How can I test this? I use TestNG and Selenium using page object model.


When I do click on, sort make/model from Z to A, then the page reappears with one make, e.g a bunch of Volvo's because there are so many of them and no other make appears on the page.

1

My rule of thumb when designing UI tests is to do a basic check that the UI works, but coverage of the exact logic really should be shifted further down the testing pyramid (this will save execution time, plus lower level tests are better suited to it). A simple check of the first and last elements should suffice. That said, if you don't have good coverage on a lower level, some coverage is better than none.

First, let's say you can retrieve a list of elements in your page object:

By stuffSelector = By.id("stuff-");

public List<WebElement> getStuffList(){
   return getDriver().findElements(stuffSelector);
}

// alternative java8 solution which makes it easier dealing with strings instead of webelements
public List<String> getStuffStringList() {
    return getDriver().findElements(stuffSelector).stream()
         .map(WebElement::getText)
         .collect(Collectors.toList());
}

If you have pagination, you'll have to loop whilst there are more pages and add it to the list as you go:

public List<WebElement> getPaginatedStuffList() {

    List<WebElement> stuff = getStuffList();
    boolean morePages = areThereMorePages(); // implement this yourself

    while(morePages) {
        clickNextButton();
        stuff.addAll(getStuffList());
        morePages = areThereMorePages(); 
    }

    return stuff;
}

What you can then do is get an unsorted list before it's sorted, hit your UI sort, and grab a second sorted list.

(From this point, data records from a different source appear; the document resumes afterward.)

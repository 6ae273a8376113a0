//! Test application factory for integration tests.

use axum::{
    body::Body,
    http::{Request, StatusCode},
};
use http_body_util::BodyExt;
use std::sync::Arc;
use tempfile::TempDir;
use tower::ServiceExt;

use colorsort::assets::AssetLoader;
use colorsort::server::{build_router, create_app_state, AppState};
use colorsort::services::{RenderCache, WalkService};

/// Test application with router and direct access to services
pub struct TestApp {
    router: axum::Router,
    pub walks: Arc<WalkService>,
    pub render_cache: Arc<RenderCache>,
    // Keeps an external config file alive for the app's lifetime
    _config_dir: Option<TempDir>,
}

impl TestApp {
    /// Create a new test application using the embedded config
    pub fn new() -> Self {
        let asset_loader = Arc::new(AssetLoader::new(None));
        Self::from_loader(asset_loader, None)
    }

    /// Create a test application from a YAML config written to a temp file
    pub fn with_config(yaml: &str) -> Self {
        let dir = tempfile::tempdir().expect("Failed to create temp dir");
        let path = dir.path().join("config.yaml");
        std::fs::write(&path, yaml).expect("Failed to write config");

        let asset_loader = Arc::new(AssetLoader::new(Some(path)));
        Self::from_loader(asset_loader, Some(dir))
    }

    fn from_loader(asset_loader: Arc<AssetLoader>, config_dir: Option<TempDir>) -> Self {
        // Create application state using shared server module
        let state = create_app_state(asset_loader).expect("Failed to create app state");

        // Keep references for test assertions
        let walks = state.walks.clone();
        let render_cache = state.render_cache.clone();

        // Build router using shared server module (same as production)
        let router = build_router(state);

        Self {
            router,
            walks,
            render_cache,
            _config_dir: config_dir,
        }
    }

    /// Create application state for custom router configuration
    pub fn create_state() -> AppState {
        let asset_loader = Arc::new(AssetLoader::new(None));
        create_app_state(asset_loader).expect("Failed to create app state")
    }

    /// Make a GET request to the given path
    pub async fn get(&self, path: &str) -> TestResponse {
        self.request(Request::get(path).body(Body::empty()).unwrap())
            .await
    }

    /// Send a request to the router
    async fn request(&self, request: Request<Body>) -> TestResponse {
        let response = self
            .router
            .clone()
            .oneshot(request)
            .await
            .expect("Request failed");

        let status = response.status();
        let headers = response.headers().clone();
        let body = response
            .into_body()
            .collect()
            .await
            .expect("Failed to collect body")
            .to_bytes()
            .to_vec();

        TestResponse {
            status,
            headers,
            body,
        }
    }
}

impl Default for TestApp {
    fn default() -> Self {
        Self::new()
    }
}

/// Test response with convenience methods
pub struct TestResponse {
    pub status: StatusCode,
    pub headers: axum::http::HeaderMap,
    pub body: Vec<u8>,
}

impl TestResponse {
    /// Parse body as JSON
    pub fn json<T: serde::de::DeserializeOwned>(&self) -> T {
        serde_json::from_slice(&self.body).expect("Failed to parse JSON response")
    }

    /// Get body as string
    pub fn text(&self) -> String {
        String::from_utf8_lossy(&self.body).to_string()
    }

    /// Get a header value as string
    pub fn header(&self, name: &str) -> Option<&str> {
        self.headers.get(name).and_then(|v| v.to_str().ok())
    }

    /// Check if response is a PNG image
    pub fn is_png(&self) -> bool {
        self.body.len() >= 8 && &self.body[0..8] == b"\x89PNG\r\n\x1a\n"
    }

    /// Decode the PNG body into (width, height, rgb bytes)
    pub fn decode_png(&self) -> (u32, u32, Vec<u8>) {
        let decoder = png::Decoder::new(self.body.as_slice());
        let mut reader = decoder.read_info().expect("Invalid PNG header");
        let mut buf = vec![0; reader.output_buffer_size()];
        let info = reader.next_frame(&mut buf).expect("Invalid PNG frame");
        buf.truncate(info.buffer_size());
        (info.width, info.height, buf)
    }

    /// Split an SSE body into (event, data) pairs
    pub fn sse_events(&self) -> Vec<(String, String)> {
        let text = self.text();
        let mut events = Vec::new();
        for block in text.split("\n\n") {
            let mut event = None;
            let mut data = Vec::new();
            for line in block.lines() {
                if let Some(name) = line.strip_prefix("event:") {
                    event = Some(name.trim().to_string());
                } else if let Some(value) = line.strip_prefix("data:") {
                    data.push(value.trim_start().to_string());
                }
            }
            if let Some(event) = event {
                events.push((event, data.join("\n")));
            }
        }
        events
    }
}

Then sort your first list through code, and make sure that it's the same as your second list.

List<WebElement> list1 = somePage.getStuffList();
somePage.sortStuff();
List<WebElement> list2 = somePage.getStuffList();

// sorts list1 according to a comparator - I've simply compared the texts of the elements but you may wish to do something more complex..
list1.sort((e1, e2) -> e1.getText().compareTo(e2.getText()));

// feel free to iterate over the whole list if you really want
assertThat(list1.get(0).getText()).isEqualTo(list2.get(0).getText());

Honestly, this is pretty verbose, though. If you have access to the excellent AssertJ libraries, you can assert a list is sorted using a comparator directly.

List<WebElement> stuff = somePage.getStuffList();    
assertThat(stuff).isSortedAccordingTo((e1, e2) -> e1.getText().compareTo(e2.getText()));
2

Strategy is automation. Could be:

  • Brutal force: read all values on all pages to a field variable and compare each with it's neighbor. Simple task for test automation.
  • Optimised: sequentional read of the parameter and compare with the previous and next value, regardless of independently switching to the next page, if you reach end of the list.
  • Avoidance: You will not test it at all as there are SQL statements with ORDER BY and you will test the database then. You will test the sorting manually.
  • First vs last element: You will test just comparison of the first and last element in the list, so you are testing, if the sorting buttons are working, not if the sorting is right for each element.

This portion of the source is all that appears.